Pick out each line of the records that includes the string "delivery", and copy it.

Records excerpted from a collection:
◆ ◆ ◆ ◆

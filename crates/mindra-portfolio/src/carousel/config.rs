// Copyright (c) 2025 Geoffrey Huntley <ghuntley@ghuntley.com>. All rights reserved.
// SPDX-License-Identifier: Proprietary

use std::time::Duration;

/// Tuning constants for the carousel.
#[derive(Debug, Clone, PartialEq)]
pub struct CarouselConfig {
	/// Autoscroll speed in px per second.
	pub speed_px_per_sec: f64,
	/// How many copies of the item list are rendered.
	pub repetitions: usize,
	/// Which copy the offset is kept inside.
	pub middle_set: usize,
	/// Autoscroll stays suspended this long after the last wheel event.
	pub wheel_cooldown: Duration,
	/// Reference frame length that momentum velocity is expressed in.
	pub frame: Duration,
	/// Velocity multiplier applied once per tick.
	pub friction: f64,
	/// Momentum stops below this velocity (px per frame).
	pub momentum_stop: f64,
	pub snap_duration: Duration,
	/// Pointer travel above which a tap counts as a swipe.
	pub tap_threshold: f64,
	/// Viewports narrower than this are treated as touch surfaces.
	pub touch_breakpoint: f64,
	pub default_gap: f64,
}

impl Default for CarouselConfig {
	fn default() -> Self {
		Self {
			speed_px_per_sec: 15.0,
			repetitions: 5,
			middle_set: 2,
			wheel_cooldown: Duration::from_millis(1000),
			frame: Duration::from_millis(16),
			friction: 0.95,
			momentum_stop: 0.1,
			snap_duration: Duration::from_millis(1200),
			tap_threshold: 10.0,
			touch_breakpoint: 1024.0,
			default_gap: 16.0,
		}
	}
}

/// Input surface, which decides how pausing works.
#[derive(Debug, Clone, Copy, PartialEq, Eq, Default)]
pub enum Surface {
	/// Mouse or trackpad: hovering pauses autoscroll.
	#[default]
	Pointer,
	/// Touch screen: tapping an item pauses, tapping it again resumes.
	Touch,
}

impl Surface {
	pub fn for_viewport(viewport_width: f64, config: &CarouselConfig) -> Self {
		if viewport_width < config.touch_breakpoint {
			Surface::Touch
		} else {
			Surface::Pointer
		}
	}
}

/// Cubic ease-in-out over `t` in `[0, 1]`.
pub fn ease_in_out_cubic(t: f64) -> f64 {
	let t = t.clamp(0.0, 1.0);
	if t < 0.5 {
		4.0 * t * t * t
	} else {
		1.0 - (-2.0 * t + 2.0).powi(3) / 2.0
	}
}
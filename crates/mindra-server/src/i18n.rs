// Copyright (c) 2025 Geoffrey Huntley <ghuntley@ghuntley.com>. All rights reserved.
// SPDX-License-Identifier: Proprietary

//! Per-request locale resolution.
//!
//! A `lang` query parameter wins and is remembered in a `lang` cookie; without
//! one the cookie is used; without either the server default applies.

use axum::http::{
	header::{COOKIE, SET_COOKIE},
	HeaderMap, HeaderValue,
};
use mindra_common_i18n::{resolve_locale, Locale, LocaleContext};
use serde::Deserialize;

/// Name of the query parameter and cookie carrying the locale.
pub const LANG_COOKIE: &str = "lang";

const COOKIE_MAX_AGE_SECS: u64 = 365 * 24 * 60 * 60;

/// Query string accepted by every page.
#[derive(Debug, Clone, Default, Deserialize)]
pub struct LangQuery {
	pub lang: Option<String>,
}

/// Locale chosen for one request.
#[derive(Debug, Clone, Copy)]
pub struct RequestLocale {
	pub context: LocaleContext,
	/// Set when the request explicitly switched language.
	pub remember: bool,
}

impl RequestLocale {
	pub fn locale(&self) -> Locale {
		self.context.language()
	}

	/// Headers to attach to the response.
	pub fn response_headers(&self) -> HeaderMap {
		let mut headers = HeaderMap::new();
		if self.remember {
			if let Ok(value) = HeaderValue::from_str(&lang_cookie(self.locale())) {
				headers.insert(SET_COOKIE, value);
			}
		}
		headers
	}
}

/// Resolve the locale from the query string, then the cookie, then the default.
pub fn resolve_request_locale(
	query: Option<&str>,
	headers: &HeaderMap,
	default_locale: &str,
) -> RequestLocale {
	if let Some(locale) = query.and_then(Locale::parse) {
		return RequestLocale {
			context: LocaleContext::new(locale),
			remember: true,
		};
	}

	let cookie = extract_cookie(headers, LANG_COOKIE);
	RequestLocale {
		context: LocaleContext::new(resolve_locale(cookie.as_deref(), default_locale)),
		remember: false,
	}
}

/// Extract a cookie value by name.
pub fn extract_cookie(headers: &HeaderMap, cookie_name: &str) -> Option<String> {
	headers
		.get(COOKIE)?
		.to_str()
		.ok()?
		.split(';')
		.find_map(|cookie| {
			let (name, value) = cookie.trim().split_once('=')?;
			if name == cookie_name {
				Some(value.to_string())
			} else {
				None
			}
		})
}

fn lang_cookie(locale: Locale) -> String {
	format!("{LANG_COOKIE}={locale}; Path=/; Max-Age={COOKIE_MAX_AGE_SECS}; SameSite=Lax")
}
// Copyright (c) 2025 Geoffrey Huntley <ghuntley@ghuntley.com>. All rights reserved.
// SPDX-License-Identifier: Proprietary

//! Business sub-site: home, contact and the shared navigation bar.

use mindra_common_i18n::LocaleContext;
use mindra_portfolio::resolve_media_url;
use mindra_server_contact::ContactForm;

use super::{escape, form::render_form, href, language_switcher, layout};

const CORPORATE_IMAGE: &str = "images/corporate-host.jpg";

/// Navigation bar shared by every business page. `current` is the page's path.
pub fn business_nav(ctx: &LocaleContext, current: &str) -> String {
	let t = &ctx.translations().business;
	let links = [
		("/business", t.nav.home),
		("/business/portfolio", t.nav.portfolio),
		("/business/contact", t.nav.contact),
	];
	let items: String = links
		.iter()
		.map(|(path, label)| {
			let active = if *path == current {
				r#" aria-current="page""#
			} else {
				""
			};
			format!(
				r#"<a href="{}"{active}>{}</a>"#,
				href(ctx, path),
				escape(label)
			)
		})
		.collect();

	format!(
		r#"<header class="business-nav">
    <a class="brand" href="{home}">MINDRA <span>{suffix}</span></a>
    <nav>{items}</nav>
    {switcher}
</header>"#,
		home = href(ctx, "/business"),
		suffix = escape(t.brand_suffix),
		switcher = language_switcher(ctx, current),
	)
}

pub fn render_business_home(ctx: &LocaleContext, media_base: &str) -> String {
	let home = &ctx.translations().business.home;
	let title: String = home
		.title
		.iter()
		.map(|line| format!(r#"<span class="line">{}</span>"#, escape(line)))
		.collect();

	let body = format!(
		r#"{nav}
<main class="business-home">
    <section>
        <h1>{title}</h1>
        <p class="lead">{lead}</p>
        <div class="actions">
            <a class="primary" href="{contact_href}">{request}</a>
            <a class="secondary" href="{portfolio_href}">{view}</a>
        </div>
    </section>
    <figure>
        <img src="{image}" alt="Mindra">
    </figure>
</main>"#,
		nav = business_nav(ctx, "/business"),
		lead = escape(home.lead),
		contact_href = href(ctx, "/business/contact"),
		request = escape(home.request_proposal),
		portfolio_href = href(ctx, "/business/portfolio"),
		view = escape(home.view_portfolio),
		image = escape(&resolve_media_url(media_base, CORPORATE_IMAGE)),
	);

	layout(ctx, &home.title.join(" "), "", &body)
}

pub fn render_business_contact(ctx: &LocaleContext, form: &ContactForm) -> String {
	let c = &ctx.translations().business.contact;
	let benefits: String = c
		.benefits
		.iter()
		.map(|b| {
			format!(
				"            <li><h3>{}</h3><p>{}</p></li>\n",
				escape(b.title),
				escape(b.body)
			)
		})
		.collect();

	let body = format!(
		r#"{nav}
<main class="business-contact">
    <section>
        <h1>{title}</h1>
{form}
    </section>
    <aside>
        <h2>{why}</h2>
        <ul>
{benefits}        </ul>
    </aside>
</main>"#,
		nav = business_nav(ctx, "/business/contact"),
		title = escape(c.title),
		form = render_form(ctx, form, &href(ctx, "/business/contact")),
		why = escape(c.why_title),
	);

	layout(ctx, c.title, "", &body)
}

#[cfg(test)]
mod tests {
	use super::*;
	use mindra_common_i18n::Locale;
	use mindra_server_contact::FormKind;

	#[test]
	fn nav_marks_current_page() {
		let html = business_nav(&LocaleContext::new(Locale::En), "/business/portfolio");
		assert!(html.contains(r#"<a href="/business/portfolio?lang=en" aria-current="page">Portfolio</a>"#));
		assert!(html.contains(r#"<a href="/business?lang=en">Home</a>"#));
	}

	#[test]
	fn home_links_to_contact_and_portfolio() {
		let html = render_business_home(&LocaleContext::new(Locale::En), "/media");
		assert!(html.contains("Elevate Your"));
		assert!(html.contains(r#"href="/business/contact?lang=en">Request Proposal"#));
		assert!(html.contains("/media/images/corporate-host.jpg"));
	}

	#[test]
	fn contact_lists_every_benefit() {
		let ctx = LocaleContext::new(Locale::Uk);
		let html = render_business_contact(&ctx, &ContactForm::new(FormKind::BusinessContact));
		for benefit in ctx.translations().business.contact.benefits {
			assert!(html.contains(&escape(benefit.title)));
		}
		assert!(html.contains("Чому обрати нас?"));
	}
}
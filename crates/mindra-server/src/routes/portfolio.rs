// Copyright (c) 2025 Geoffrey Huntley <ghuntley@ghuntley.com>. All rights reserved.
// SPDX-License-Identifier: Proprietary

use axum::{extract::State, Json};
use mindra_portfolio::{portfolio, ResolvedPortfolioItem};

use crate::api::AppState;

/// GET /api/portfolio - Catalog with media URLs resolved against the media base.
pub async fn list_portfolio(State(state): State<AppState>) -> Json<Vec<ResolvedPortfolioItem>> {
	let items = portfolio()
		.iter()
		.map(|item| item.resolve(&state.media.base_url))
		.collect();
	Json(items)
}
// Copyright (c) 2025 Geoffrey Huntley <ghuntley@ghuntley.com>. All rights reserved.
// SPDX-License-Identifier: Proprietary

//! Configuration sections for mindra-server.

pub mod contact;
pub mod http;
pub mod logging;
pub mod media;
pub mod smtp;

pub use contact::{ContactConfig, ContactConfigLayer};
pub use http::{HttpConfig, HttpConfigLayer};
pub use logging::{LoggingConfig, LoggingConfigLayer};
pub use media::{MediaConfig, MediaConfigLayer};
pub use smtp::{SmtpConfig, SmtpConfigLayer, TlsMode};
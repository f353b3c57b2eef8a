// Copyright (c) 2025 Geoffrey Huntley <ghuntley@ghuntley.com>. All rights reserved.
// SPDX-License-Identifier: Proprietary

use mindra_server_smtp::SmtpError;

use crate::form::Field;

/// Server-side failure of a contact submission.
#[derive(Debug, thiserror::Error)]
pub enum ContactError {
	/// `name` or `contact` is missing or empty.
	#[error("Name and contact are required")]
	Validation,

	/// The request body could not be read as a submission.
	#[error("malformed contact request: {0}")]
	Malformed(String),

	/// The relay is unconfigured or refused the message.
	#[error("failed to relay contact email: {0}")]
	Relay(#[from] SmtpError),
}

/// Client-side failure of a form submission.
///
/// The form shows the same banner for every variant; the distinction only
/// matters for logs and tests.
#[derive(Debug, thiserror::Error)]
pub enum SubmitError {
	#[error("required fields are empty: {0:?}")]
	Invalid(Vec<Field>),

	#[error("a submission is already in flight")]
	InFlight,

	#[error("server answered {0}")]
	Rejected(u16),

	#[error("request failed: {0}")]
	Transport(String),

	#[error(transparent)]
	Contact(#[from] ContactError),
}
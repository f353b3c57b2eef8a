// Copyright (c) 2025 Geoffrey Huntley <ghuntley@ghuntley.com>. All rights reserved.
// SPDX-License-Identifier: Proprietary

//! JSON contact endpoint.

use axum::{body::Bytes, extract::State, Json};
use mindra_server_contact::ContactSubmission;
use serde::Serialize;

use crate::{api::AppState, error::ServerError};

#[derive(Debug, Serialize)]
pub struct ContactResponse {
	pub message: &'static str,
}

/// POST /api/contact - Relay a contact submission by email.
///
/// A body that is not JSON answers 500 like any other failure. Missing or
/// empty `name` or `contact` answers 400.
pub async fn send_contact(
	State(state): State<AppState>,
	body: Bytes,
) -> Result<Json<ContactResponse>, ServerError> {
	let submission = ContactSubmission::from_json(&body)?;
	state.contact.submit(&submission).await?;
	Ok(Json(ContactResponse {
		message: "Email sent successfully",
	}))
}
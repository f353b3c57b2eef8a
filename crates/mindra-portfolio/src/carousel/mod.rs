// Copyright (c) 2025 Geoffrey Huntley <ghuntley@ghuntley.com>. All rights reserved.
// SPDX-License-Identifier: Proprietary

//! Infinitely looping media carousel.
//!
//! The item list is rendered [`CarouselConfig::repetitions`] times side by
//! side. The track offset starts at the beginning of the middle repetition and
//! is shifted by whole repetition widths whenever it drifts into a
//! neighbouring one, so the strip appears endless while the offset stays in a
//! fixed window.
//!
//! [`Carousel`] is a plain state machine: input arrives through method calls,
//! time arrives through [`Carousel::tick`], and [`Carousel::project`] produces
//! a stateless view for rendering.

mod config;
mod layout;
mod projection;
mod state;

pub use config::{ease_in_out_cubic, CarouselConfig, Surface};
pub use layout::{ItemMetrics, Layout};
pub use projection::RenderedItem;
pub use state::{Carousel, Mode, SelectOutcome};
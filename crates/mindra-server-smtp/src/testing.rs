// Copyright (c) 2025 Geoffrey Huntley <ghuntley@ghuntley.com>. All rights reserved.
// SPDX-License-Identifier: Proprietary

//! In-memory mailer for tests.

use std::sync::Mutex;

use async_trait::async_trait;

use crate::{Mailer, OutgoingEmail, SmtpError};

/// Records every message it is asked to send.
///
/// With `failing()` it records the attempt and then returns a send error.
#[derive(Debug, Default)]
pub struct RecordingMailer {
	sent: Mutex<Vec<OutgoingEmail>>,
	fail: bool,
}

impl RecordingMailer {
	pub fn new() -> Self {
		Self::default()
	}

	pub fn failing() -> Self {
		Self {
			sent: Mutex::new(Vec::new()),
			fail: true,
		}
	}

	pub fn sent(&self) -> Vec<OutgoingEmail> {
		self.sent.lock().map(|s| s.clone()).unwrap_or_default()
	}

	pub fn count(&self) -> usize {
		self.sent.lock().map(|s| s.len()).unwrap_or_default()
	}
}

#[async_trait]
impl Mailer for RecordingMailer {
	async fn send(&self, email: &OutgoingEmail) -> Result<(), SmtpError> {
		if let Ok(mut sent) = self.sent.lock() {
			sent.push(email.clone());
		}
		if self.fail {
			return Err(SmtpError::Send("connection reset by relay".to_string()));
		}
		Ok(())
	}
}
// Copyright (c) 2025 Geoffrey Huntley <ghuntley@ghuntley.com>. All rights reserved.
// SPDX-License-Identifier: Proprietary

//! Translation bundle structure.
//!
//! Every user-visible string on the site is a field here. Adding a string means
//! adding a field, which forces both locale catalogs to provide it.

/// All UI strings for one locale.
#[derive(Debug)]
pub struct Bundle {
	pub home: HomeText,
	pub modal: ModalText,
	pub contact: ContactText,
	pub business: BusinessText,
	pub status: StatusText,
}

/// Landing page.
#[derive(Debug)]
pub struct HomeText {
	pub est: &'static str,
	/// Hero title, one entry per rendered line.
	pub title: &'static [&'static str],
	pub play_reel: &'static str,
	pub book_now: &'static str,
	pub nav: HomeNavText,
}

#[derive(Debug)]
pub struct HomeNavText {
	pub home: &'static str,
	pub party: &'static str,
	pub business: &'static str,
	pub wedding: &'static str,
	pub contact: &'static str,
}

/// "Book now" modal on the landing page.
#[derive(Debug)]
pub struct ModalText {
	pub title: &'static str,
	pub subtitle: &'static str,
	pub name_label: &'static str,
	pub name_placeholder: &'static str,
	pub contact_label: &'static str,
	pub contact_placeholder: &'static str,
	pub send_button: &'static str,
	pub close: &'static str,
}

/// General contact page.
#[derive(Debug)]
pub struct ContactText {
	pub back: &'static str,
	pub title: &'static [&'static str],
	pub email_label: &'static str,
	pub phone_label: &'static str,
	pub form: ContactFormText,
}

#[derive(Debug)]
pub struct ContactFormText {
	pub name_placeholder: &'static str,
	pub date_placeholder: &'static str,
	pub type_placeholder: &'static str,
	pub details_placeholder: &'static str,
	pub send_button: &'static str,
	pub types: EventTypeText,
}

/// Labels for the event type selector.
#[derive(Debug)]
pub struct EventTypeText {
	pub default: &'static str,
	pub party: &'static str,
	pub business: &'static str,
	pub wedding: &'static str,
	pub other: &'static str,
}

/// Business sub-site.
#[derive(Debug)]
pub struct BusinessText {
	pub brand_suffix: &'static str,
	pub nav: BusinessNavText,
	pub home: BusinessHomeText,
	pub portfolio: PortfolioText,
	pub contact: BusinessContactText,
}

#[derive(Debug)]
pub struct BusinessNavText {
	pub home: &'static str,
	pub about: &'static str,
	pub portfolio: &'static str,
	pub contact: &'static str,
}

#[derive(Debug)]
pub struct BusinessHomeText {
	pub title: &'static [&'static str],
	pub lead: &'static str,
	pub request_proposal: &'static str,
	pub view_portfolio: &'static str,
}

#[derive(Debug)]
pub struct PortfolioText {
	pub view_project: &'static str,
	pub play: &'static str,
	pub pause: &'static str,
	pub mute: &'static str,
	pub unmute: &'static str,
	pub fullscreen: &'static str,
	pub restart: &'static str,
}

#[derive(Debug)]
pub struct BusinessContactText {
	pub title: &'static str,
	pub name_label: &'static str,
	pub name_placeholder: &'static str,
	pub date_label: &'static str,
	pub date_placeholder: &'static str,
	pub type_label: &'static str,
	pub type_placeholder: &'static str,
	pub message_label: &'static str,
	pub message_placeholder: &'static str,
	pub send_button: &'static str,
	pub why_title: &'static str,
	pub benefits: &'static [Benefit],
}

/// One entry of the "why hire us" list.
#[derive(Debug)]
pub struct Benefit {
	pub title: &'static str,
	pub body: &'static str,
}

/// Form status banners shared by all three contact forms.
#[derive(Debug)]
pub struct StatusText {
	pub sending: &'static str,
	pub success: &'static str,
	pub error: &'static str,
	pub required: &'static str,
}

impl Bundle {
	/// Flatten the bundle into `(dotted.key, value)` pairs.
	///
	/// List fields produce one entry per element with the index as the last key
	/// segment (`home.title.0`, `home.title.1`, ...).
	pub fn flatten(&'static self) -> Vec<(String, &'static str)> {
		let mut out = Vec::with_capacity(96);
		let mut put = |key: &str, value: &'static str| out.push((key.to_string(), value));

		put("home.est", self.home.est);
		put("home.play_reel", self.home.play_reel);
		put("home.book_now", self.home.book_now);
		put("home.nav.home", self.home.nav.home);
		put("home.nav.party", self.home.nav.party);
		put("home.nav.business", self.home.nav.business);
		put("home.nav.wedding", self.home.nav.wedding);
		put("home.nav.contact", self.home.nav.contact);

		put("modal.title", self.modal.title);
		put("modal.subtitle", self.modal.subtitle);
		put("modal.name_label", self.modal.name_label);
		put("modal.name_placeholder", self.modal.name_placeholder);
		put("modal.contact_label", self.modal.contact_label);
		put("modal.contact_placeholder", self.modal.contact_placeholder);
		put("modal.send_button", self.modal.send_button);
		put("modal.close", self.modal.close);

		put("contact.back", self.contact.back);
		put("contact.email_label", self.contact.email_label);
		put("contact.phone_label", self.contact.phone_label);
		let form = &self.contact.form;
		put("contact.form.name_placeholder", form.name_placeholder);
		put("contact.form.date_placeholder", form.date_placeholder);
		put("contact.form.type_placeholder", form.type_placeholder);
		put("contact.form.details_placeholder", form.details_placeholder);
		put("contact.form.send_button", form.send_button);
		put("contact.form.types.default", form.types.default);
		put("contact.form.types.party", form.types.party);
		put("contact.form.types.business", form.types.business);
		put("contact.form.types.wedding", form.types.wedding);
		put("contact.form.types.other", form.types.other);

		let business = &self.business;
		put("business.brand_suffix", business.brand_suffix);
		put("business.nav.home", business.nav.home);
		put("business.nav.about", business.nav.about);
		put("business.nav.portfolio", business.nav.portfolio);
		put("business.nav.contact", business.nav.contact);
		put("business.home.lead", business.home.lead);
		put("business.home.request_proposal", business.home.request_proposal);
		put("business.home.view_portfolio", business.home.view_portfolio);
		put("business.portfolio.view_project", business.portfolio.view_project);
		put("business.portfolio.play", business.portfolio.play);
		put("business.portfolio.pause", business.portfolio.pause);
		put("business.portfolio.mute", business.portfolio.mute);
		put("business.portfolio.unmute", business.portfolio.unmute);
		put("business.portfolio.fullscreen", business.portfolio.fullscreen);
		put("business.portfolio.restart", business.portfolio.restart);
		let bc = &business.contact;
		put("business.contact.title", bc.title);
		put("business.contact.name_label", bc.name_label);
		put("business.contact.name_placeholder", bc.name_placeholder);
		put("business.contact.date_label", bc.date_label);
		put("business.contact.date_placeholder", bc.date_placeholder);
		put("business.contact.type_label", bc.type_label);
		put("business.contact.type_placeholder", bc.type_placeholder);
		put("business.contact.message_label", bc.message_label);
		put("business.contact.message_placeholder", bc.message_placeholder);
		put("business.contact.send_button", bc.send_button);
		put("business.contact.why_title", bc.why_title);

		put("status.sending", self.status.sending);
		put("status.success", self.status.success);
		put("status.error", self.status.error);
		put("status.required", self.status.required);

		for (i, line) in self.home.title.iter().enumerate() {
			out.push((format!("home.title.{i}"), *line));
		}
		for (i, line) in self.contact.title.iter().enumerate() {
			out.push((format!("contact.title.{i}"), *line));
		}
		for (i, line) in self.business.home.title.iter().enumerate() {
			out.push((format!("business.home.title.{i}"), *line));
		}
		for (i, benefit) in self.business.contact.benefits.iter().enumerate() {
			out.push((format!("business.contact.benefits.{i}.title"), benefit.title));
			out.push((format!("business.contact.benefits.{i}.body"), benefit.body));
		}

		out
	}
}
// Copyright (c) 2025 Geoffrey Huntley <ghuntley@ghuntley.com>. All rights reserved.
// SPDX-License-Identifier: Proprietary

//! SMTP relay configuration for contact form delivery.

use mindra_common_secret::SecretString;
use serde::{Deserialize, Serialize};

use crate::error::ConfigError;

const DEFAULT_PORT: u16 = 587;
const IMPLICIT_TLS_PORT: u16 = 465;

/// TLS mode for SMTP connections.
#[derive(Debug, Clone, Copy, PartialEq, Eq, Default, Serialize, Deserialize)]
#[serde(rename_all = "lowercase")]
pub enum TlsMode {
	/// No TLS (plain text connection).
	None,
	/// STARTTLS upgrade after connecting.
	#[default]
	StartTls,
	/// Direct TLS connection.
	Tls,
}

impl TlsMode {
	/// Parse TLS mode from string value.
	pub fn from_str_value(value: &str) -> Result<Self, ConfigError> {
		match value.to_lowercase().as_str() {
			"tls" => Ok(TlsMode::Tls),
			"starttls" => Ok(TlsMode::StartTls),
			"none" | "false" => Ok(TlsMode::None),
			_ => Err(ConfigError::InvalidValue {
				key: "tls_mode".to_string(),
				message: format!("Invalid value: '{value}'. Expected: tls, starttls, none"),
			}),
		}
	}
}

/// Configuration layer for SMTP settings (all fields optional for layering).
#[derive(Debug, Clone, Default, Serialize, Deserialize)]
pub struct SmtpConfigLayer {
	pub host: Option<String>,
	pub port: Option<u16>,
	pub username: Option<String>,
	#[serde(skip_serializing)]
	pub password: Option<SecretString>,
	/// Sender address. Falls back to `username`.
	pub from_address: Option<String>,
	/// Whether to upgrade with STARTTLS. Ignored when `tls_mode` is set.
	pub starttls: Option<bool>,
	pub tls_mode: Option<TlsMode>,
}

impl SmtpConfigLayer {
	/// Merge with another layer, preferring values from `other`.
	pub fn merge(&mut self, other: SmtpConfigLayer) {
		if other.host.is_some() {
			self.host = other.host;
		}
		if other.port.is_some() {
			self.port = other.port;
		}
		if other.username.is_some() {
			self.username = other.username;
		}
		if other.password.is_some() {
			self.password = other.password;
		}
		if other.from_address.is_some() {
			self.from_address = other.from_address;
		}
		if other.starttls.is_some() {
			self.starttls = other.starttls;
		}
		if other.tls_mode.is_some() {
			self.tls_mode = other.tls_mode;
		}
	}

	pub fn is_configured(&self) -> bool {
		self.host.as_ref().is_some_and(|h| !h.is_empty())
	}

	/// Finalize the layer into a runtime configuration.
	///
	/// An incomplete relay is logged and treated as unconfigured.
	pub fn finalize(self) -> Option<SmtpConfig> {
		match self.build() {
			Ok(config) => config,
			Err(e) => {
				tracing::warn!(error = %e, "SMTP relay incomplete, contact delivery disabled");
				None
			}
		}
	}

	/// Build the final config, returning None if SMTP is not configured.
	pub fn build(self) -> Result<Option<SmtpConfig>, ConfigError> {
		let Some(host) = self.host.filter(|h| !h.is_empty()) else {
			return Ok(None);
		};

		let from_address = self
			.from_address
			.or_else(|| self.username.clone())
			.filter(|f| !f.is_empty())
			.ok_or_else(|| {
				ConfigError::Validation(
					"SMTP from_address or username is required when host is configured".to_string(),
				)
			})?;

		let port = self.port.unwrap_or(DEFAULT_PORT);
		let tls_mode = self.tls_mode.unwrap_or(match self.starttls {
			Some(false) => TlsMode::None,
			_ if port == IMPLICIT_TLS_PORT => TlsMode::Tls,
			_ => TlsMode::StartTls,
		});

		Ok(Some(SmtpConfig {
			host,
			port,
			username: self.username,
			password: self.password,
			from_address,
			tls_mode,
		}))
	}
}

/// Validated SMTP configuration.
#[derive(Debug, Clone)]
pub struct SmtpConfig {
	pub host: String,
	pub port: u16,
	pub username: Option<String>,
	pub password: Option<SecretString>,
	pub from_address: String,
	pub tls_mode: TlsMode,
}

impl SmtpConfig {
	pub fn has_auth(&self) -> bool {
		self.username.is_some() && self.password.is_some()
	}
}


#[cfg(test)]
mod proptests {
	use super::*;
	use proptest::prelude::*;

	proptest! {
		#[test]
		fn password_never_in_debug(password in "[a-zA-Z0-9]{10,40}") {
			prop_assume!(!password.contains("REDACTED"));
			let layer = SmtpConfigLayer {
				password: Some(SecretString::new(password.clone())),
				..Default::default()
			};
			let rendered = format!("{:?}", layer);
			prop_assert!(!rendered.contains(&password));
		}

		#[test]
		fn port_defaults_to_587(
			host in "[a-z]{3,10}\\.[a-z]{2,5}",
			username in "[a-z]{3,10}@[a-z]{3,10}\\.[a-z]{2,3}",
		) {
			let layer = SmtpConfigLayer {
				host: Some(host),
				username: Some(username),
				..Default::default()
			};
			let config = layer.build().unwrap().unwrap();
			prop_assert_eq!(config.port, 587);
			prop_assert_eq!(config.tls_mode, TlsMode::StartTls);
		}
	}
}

◆ ◆ ◆ ◆

### Result for this task
//! SMTP relay configuration for contact form delivery.
				tracing::warn!(error = %e, "SMTP relay incomplete, contact delivery disabled");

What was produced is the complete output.